En analysant de plus près les résultats de ces élections, il apparait clairement qu’une partie de la population kurde a rompu avec l’AKP et s’est tournée vers le HDP. A l’opposé de ce qui a été avancé par certains observateurs, selon lesquels ce changement révèlerait des racines conservatrices dans le vote pour le HDP, les résultats témoignent en fait de la capacité des masses — dont la conscience était à la traîne pour une certaine période — à effectuer un bond politique en avant, quand une alternative visible existe.
Mais la montée du HDP ne peut pas être réduite à un retournement du vote kurde. D’autres franges de la population comme les Alevis, les Arméniens et d’autres minorités, ainsi qu’une partie de la jeunesse et des travailleurs, ont soutenu le HDP.
Néanmoins, pour constituer une véritable menace envers Erdogan et la classe dirigeante turque, le HDP aurait besoin de se construire sciemment un soutien organisé au sein de toute la classe ouvrière. Une alternative radicale à l’oppression capitaliste pourrait remporter un soutien fort chez les travailleurs turcs, comme en témoignent les victoires récentes des ouvriers du secteur de l’automobile et la combativité dont ils ont fait preuve, en maintenant une opposition très ferme face aux syndicats jaunes.
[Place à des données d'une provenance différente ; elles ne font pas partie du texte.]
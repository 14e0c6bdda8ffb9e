use crate::Error;

/// The two thresholds that make up the whole resizing policy of a [`crate::Quadtree`].
#[derive(Copy, Clone, Debug, PartialEq, Eq)]
#[cfg_attr(feature = "serde", derive(serde::Serialize, serde::Deserialize))]
pub struct QuadtreeConfig {
    /// Deepest level a node may be created at. Zero keeps everything at the root.
    #[cfg_attr(feature = "serde", serde(default = "default_max_depth"))]
    pub max_depth: usize,
    /// Objects a node holds before it considers splitting.
    #[cfg_attr(feature = "serde", serde(default = "default_max_objects_per_region"))]
    pub max_objects_per_region: usize,
}

fn default_max_depth() -> usize {
    8
}

fn default_max_objects_per_region() -> usize {
    4
}

impl QuadtreeConfig {
    pub fn new(max_depth: usize, max_objects_per_region: usize) -> Self {
        Self {
            max_depth,
            max_objects_per_region,
        }
    }

    pub fn validate(&self) -> Result<(), Error> {
        if self.max_objects_per_region == 0 {
            return Err(Error::ZeroCapacity);
        }
        Ok(())
    }
}

impl Default for QuadtreeConfig {
    fn default() -> Self {
        Self {
            max_depth: default_max_depth(),
            max_objects_per_region: default_max_objects_per_region(),
        }
    }
}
Cependant, les gains obtenus par le HDP seraient anéantis si les hésitations des dirigeants du parti envers Erdogan refaisaient surface. Leur peur des conséquences que pourrait avoir une opposition à Ergodan, sur la question des négociations kurdes, a gravement entravé leur capacité à se présenter comme une force viable d’opposition au système et pourrait décevoir et diluer le soutien des couches les plus radicales qui sont aujourd’hui responsables de la montée du parti.
La fragilité de l’économie
Il y a moins de deux ans, le président de la banque mondiale, Jim Yong Kim, déclarait que les résultats de l’économie turque étaient une source d’inspiration pour de nombreux pays en développement. L’AKP est en effet arrivé au pouvoir en 2002, après une période de crise économique grave. Depuis, l’économie turque a affiché une croissance cumulée de 68 %, malgré les deux années de paroxysme de la crise financière mondiale en 2008 et 2009, dépassant ainsi les performances de la Chine et du Brésil sur les mêmes périodes. Mais cette croissance repose sur des bases fragiles, qui la rendent vulnérable aux vents changeants de l’économie mondiale.
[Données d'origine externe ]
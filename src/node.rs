use tracing::{debug, trace};

use crate::{Bounded, Quadrant, QuadtreeConfig, Region};

/// One level of the tree. Owns its objects and, once split, its four children
/// in [`Quadrant`] order.
#[derive(Clone, Debug)]
pub(crate) struct Node<T> {
    depth: usize,
    region: Region,
    objects: Vec<T>,
    children: Option<Box<[Node<T>; 4]>>,
}

impl<T> Node<T> {
    pub fn new(depth: usize, region: Region) -> Self {
        Self {
            depth,
            region,
            objects: Vec::new(),
            children: None,
        }
    }

    pub fn level(&self) -> usize {
        self.depth
    }

    pub fn region(&self) -> &Region {
        &self.region
    }

    pub fn objects(&self) -> &[T] {
        &self.objects
    }

    pub fn children(&self) -> Option<&[Node<T>; 4]> {
        self.children.as_deref()
    }

    pub fn has_objects(&self) -> bool {
        !self.objects.is_empty()
    }

    pub fn has_children(&self) -> bool {
        self.children.is_some()
    }

    pub fn count(&self) -> usize {
        let below: usize = self
            .children
            .iter()
            .flat_map(|children| children.iter())
            .map(Node::count)
            .sum();
        self.objects.len() + below
    }

    /// Number of levels in this subtree, 1 for a leaf.
    pub fn depth(&self) -> usize {
        match self.children.as_deref() {
            Some(children) => 1 + children.iter().map(Node::depth).max().unwrap_or(0),
            None => 1,
        }
    }

    /// Prunes children that ended up empty. Never moves objects.
    pub fn merge(&mut self) {
        let Some(children) = self.children.as_deref_mut() else {
            return;
        };

        let mut prune = true;
        for child in children.iter_mut() {
            child.merge();
            if child.has_children() || child.has_objects() {
                prune = false;
            }
        }

        if prune {
            debug!(depth = self.depth, region = ?self.region, "merging empty children");
            self.children = None;
        }
    }

    pub fn clear_by<F>(&mut self, predicate: &mut F)
    where
        F: FnMut(&T) -> bool,
    {
        self.objects.retain(|object| !predicate(object));
        if let Some(children) = self.children.as_deref_mut() {
            for child in children.iter_mut() {
                child.clear_by(predicate);
            }
        }
    }

    /// Visits every object in this subtree, this node's objects first.
    pub fn for_each<'a, F>(&'a self, f: &mut F)
    where
        F: FnMut(&'a T),
    {
        self.objects.iter().for_each(&mut *f);
        if let Some(children) = self.children.as_deref() {
            for child in children.iter() {
                child.for_each(f);
            }
        }
    }
}

impl<T: Bounded> Node<T> {
    pub fn insert(&mut self, object: T, config: &QuadtreeConfig) {
        let full = self.objects.len() >= config.max_objects_per_region
            && self.depth < config.max_depth;

        if self.has_children() || full {
            if !self.has_children() {
                self.split(config);
            }

            if let Some(quadrant) = self.region.quadrant_of(&object.bounds()) {
                if let Some(children) = self.children.as_deref_mut() {
                    children[quadrant.index()].insert(object, config);
                    return;
                }
            }
        }

        trace!(depth = self.depth, "storing object");
        self.objects.push(object);
    }

    /// Creates the four children and pushes down every object that fits one of them.
    fn split(&mut self, config: &QuadtreeConfig) {
        debug!(depth = self.depth, region = ?self.region, objects = self.objects.len(), "splitting node");

        let depth = self.depth + 1;
        let region = self.region;
        self.children = Some(Box::new(
            Quadrant::ALL.map(|quadrant| Node::new(depth, region.split(quadrant))),
        ));

        let objects = std::mem::take(&mut self.objects);
        for object in objects {
            self.insert(object, config);
        }
    }

    /// Collects the objects that may overlap `bounds`.
    ///
    /// The result is a superset of the true overlaps. A query that straddles
    /// the midlines of a split node gets that node's whole subtree.
    pub fn query<'a>(&'a self, bounds: &Region, out: &mut Vec<&'a T>) {
        let Some(children) = self.children.as_deref() else {
            out.extend(self.objects.iter());
            return;
        };

        match self.region.quadrant_of(bounds) {
            Some(quadrant) => {
                out.extend(self.objects.iter());
                children[quadrant.index()].query(bounds, out);
            }
            None => self.for_each(&mut |object| out.push(object)),
        }
    }
}

impl<T: Bounded + PartialEq> Node<T> {
    pub fn remove(&mut self, object: &T) -> bool {
        if let Some(quadrant) = self.region.quadrant_of(&object.bounds()) {
            if let Some(children) = self.children.as_deref_mut() {
                return children[quadrant.index()].remove(object);
            }
        }

        match self.objects.iter().position(|stored| stored == object) {
            Some(index) => {
                self.objects.remove(index);
                true
            }
            None => false,
        }
    }
}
L’année dernière, l’économie turque a ralenti, avec une croissance de seulement 2,9 %. Les prévisions pour cette année ne sont pas meilleures. Le chômage est passé de moins de 8 % il y a quelques années à plus de 10 % aujourd’hui.
La fragilité de l’économie turque se concrétise par un déficit commercial chronique (entre 6 et 8 % selon les années), qui ne représenterait pas une menace en temps normal, mais peut s’avérer dangereux dans la situation actuelle, extrêmement instable au niveau international et national.
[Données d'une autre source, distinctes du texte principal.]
use crate::Error;

/// One of the four sub-rectangles of a [`Region`].
///
/// The discriminant is the quadrant index. `NE` is the upper right quarter and
/// the indices go clockwise from there.
#[derive(Debug, PartialEq, Eq, Clone, Copy, Hash)]
#[cfg_attr(feature = "serde", derive(serde::Serialize, serde::Deserialize))]
pub enum Quadrant {
    NE = 0,
    SE = 1,
    SW = 2,
    NW = 3,
}

impl Quadrant {
    pub const ALL: [Quadrant; 4] = [Quadrant::NE, Quadrant::SE, Quadrant::SW, Quadrant::NW];

    pub fn index(self) -> usize {
        self as usize
    }

    fn is_east(self) -> bool {
        matches!(self, Quadrant::NE | Quadrant::SE)
    }

    fn is_north(self) -> bool {
        matches!(self, Quadrant::NE | Quadrant::NW)
    }
}

impl TryFrom<usize> for Quadrant {
    type Error = Error;

    fn try_from(index: usize) -> Result<Self, Error> {
        Quadrant::ALL
            .get(index)
            .copied()
            .ok_or(Error::InvalidQuadrant(index))
    }
}

impl From<Quadrant> for usize {
    fn from(quadrant: Quadrant) -> Self {
        quadrant.index()
    }
}

/// An axis-aligned rectangle, closed on every side.
#[derive(Copy, Clone, Debug, PartialEq)]
#[cfg_attr(feature = "serde", derive(serde::Serialize, serde::Deserialize))]
pub struct Region {
    min_x: f64,
    max_x: f64,
    min_y: f64,
    max_y: f64,
}

impl Region {
    /// Builds a region without normalizing the coordinates.
    ///
    /// The caller guarantees `min_x <= max_x` and `min_y <= max_y`. Debug builds
    /// panic on an inverted region, release builds leave the tree's behavior
    /// for it unspecified. Use [`Region::try_new`] for untrusted input.
    pub fn new(min_x: f64, max_x: f64, min_y: f64, max_y: f64) -> Self {
        debug_assert!(
            min_x <= max_x && min_y <= max_y,
            "inverted region: x [{min_x}, {max_x}], y [{min_y}, {max_y}]"
        );
        Self {
            min_x,
            max_x,
            min_y,
            max_y,
        }
    }

    pub fn try_new(min_x: f64, max_x: f64, min_y: f64, max_y: f64) -> Result<Self, Error> {
        // NaN fails both comparisons.
        if min_x <= max_x && min_y <= max_y {
            Ok(Self {
                min_x,
                max_x,
                min_y,
                max_y,
            })
        } else {
            Err(Error::InvertedRegion {
                min_x,
                max_x,
                min_y,
                max_y,
            })
        }
    }

    pub fn min_x(&self) -> f64 {
        self.min_x
    }

    pub fn max_x(&self) -> f64 {
        self.max_x
    }

    pub fn min_y(&self) -> f64 {
        self.min_y
    }

    pub fn max_y(&self) -> f64 {
        self.max_y
    }

    pub fn width(&self) -> f64 {
        self.max_x - self.min_x
    }

    pub fn height(&self) -> f64 {
        self.max_y - self.min_y
    }

    pub fn mid_x(&self) -> f64 {
        (self.min_x + self.max_x) / 2.0
    }

    pub fn mid_y(&self) -> f64 {
        (self.min_y + self.max_y) / 2.0
    }

    /// Returns the quarter of this region named by `quadrant`.
    pub fn split(&self, quadrant: Quadrant) -> Region {
        let (min_x, max_x) = if quadrant.is_east() {
            (self.mid_x(), self.max_x)
        } else {
            (self.min_x, self.mid_x())
        };
        let (min_y, max_y) = if quadrant.is_north() {
            (self.mid_y(), self.max_y)
        } else {
            (self.min_y, self.mid_y())
        };
        Region {
            min_x,
            max_x,
            min_y,
            max_y,
        }
    }

    pub fn contains(&self, other: &Region) -> bool {
        other.min_x >= self.min_x
            && other.max_x <= self.max_x
            && other.min_y >= self.min_y
            && other.max_y <= self.max_y
    }

    /// True when the two regions overlap or touch.
    pub fn intersects(&self, other: &Region) -> bool {
        other.min_x <= self.max_x
            && other.max_x >= self.min_x
            && other.min_y <= self.max_y
            && other.max_y >= self.min_y
    }

    /// Classifies `other` against the four quarters of this region.
    ///
    /// Returns the quadrant whose sub-rectangle contains `other`. A rectangle
    /// touching either midline straddles and yields `None`, as does one that
    /// leaves the region.
    pub fn quadrant_of(&self, other: &Region) -> Option<Quadrant> {
        let (mid_x, mid_y) = (self.mid_x(), self.mid_y());
        let clear_x = other.min_x > mid_x || other.max_x < mid_x;
        let clear_y = other.min_y > mid_y || other.max_y < mid_y;
        if !(clear_x && clear_y) {
            return None;
        }
        Quadrant::ALL
            .into_iter()
            .find(|&quadrant| self.split(quadrant).contains(other))
    }
}

#[cfg(test)]
mod tests {
    use super::*;

    fn square() -> Region {
        Region::new(0.0, 100.0, 0.0, 100.0)
    }

    #[test]
    fn midpoints() {
        let region = Region::new(-10.0, 30.0, 4.0, 8.0);
        assert_eq!(region.mid_x(), 10.0);
        assert_eq!(region.mid_y(), 6.0);
        assert_eq!(region.width(), 40.0);
        assert_eq!(region.height(), 4.0);
    }

    #[test]
    fn split_layout() {
        let region = square();
        assert_eq!(region.split(Quadrant::NE), Region::new(50.0, 100.0, 50.0, 100.0));
        assert_eq!(region.split(Quadrant::SE), Region::new(50.0, 100.0, 0.0, 50.0));
        assert_eq!(region.split(Quadrant::SW), Region::new(0.0, 50.0, 0.0, 50.0));
        assert_eq!(region.split(Quadrant::NW), Region::new(0.0, 50.0, 50.0, 100.0));
    }

    #[test]
    fn quadrants_tile_parent() {
        let region = Region::new(-3.0, 17.0, 2.5, 9.5);
        let quarters = Quadrant::ALL.map(|q| region.split(q));
        let area: f64 = quarters.iter().map(|r| r.width() * r.height()).sum();
        assert_eq!(area, region.width() * region.height());
        for quarter in &quarters {
            assert!(region.contains(quarter));
        }
        // Neighbouring quarters only share an edge.
        for (i, a) in quarters.iter().enumerate() {
            for b in &quarters[i + 1..] {
                let overlap_w = a.max_x().min(b.max_x()) - a.min_x().max(b.min_x());
                let overlap_h = a.max_y().min(b.max_y()) - a.min_y().max(b.min_y());
                assert!(overlap_w <= 0.0 || overlap_h <= 0.0, "{a:?} overlaps {b:?}");
            }
        }
    }

    #[test]
    fn quadrant_indices() {
        for (i, quadrant) in Quadrant::ALL.iter().enumerate() {
            assert_eq!(quadrant.index(), i);
            assert_eq!(Quadrant::try_from(i), Ok(*quadrant));
        }
        assert_eq!(Quadrant::try_from(4), Err(Error::InvalidQuadrant(4)));
    }

    #[test]
    fn classify_matches_split() {
        let region = square();
        let samples = [
            Region::new(60.0, 70.0, 60.0, 70.0),
            Region::new(60.0, 70.0, 10.0, 20.0),
            Region::new(10.0, 20.0, 10.0, 20.0),
            Region::new(10.0, 20.0, 60.0, 70.0),
            Region::new(51.0, 100.0, 51.0, 100.0),
            Region::new(0.0, 49.0, 51.0, 100.0),
        ];
        for sample in samples {
            let quadrant = region.quadrant_of(&sample).expect("fits one quadrant");
            assert!(region.split(quadrant).contains(&sample));
        }
        // Left-top must not land in the right-bottom quadrant.
        assert_eq!(region.quadrant_of(&Region::new(10.0, 20.0, 60.0, 70.0)), Some(Quadrant::NW));
    }

    #[test]
    fn classify_straddling() {
        let region = square();
        assert_eq!(region.quadrant_of(&Region::new(40.0, 60.0, 10.0, 20.0)), None);
        assert_eq!(region.quadrant_of(&Region::new(10.0, 20.0, 45.0, 55.0)), None);
        assert_eq!(region.quadrant_of(&Region::new(50.0, 50.0, 10.0, 20.0)), None);
        assert_eq!(region.quadrant_of(&Region::new(40.0, 50.0, 40.0, 50.0)), None);
        assert_eq!(region.quadrant_of(&Region::new(50.0, 60.0, 60.0, 70.0)), None);
        assert_eq!(region.quadrant_of(&Region::new(60.0, 70.0, 50.0, 60.0)), None);
        assert_eq!(region.quadrant_of(&Region::new(110.0, 120.0, 10.0, 20.0)), None);
        assert_eq!(region.quadrant_of(&region), None);
    }

    #[test]
    fn intersects_counts_touching_edges() {
        let a = Region::new(0.0, 10.0, 0.0, 10.0);
        assert!(a.intersects(&Region::new(10.0, 20.0, 5.0, 6.0)));
        assert!(a.intersects(&Region::new(10.0, 20.0, 10.0, 20.0)));
        assert!(a.intersects(&Region::new(2.0, 3.0, 2.0, 3.0)));
        assert!(!a.intersects(&Region::new(10.5, 20.0, 5.0, 6.0)));
    }

    #[test]
    fn try_new_rejects_inverted() {
        assert!(Region::try_new(0.0, 1.0, 0.0, 1.0).is_ok());
        assert!(matches!(
            Region::try_new(2.0, 1.0, 0.0, 1.0),
            Err(Error::InvertedRegion { .. })
        ));
        assert!(Region::try_new(0.0, f64::NAN, 0.0, 1.0).is_err());
    }
}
La crise latente en Turquie va inéluctablement s’aggraver dans la prochaine période, dans un contexte de développement de la crise mondiale du capitalisme et de la crise au Moyen-Orient. Une instabilité interne et la faiblesse d’un gouvernement minoritaire pourraient provoquer une fuite des capitaux étrangers et déstabiliser encore plus l’économie. La croissance forte du passé n’est plus qu’un souvenir et la Turquie constitue aujourd’hui un des pays les plus inégalitaires au monde, avec 50 % de sa population sous le seuil de pauvreté, selon les estimations de la confédération syndicale jaune Turk-is.
Les conditions matérielles qui se développent dans le pays représentent un terrain propice à l’explosion de la lutte des classes, comme le montre la position de défi des jeunes du mouvement du parc Gezi en 2013 et des travailleurs en grève ces dernières semaines.
Les résultats de ces élections sont un symptôme important des processus réels en cours sous la surface de la société, en particulier parmi les travailleurs et les jeunes.